Required work » Could you filter the records below down to the lines that include the word "root"?
┌─ Data for processing
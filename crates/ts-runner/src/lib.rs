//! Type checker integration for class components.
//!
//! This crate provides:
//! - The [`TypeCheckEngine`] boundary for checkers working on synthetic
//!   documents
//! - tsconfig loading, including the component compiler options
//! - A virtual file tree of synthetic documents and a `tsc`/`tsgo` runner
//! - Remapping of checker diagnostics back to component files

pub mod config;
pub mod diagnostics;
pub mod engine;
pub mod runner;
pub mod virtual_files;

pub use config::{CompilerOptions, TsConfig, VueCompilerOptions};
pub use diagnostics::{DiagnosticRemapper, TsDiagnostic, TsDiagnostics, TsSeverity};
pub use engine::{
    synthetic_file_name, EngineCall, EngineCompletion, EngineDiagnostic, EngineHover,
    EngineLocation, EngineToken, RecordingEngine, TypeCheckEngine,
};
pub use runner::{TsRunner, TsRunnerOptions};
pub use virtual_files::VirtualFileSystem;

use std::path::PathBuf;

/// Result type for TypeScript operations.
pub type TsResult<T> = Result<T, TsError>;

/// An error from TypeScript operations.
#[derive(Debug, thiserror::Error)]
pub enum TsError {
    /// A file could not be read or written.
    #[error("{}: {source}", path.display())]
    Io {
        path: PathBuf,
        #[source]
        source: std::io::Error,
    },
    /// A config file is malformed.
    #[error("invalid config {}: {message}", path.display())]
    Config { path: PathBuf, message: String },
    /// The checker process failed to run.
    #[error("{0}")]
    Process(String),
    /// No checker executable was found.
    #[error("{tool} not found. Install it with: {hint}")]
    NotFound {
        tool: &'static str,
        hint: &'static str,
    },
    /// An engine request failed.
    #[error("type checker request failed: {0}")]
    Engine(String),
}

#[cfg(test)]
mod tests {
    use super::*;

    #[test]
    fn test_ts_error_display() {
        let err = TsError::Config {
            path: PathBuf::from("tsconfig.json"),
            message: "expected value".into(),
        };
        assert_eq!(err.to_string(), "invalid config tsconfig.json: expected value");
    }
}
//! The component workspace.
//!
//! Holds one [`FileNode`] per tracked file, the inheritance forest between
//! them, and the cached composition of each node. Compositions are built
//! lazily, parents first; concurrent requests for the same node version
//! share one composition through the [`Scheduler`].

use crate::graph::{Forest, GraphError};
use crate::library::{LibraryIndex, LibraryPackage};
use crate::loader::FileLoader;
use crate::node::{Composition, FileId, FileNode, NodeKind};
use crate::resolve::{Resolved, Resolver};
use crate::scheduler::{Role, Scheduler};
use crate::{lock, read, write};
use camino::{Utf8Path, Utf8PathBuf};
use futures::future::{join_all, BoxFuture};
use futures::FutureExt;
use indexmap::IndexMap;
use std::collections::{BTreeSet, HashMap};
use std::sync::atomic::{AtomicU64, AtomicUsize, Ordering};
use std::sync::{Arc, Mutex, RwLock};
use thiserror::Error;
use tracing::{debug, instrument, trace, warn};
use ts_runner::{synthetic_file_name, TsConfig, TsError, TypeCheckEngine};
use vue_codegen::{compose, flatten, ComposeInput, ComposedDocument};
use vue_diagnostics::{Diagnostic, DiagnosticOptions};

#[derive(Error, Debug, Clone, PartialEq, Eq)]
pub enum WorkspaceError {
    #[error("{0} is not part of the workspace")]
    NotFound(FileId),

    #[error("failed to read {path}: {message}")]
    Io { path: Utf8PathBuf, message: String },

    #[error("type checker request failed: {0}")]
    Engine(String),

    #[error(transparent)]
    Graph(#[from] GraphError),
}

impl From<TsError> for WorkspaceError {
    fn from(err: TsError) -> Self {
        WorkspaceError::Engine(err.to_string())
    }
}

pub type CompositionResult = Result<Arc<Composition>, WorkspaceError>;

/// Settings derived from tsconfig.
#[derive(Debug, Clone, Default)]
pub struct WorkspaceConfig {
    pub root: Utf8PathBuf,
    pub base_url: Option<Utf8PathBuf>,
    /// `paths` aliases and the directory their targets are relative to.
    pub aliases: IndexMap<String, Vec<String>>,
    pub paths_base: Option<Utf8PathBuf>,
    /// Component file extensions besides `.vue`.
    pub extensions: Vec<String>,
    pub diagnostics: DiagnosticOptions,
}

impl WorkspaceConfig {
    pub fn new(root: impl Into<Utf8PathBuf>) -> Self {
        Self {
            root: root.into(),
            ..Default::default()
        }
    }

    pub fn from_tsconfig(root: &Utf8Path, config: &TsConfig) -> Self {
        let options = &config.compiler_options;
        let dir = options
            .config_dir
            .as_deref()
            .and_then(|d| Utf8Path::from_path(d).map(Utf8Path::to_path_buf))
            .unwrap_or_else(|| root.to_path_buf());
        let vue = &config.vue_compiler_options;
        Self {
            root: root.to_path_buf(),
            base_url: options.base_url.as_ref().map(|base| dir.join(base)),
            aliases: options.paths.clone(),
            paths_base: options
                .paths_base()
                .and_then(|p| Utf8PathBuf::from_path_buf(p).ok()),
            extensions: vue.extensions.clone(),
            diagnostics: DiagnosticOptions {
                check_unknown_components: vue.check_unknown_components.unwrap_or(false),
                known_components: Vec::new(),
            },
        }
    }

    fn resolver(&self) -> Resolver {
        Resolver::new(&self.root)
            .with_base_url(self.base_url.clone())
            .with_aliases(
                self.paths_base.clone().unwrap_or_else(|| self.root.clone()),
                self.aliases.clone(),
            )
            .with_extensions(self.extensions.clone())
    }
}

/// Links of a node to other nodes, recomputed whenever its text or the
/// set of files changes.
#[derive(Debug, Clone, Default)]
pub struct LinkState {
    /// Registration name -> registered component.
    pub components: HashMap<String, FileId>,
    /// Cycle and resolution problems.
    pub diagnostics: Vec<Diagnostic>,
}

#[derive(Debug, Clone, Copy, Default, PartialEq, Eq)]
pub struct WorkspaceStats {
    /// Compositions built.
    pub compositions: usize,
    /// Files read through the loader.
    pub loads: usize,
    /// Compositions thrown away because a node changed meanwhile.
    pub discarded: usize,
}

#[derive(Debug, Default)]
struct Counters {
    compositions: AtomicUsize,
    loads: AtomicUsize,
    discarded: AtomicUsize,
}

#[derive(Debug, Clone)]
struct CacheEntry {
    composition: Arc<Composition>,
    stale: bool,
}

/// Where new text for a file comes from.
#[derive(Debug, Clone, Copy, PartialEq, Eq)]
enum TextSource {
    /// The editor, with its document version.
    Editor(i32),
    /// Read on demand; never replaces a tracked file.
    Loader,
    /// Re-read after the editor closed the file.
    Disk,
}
└─
Answer to this task »
    pub root: Utf8PathBuf,
    pub fn new(root: impl Into<Utf8PathBuf>) -> Self {
            root: root.into(),
    pub fn from_tsconfig(root: &Utf8Path, config: &TsConfig) -> Self {
            .unwrap_or_else(|| root.to_path_buf());
            root: root.to_path_buf(),
        Resolver::new(&self.root)
                self.paths_base.clone().unwrap_or_else(|| self.root.clone()),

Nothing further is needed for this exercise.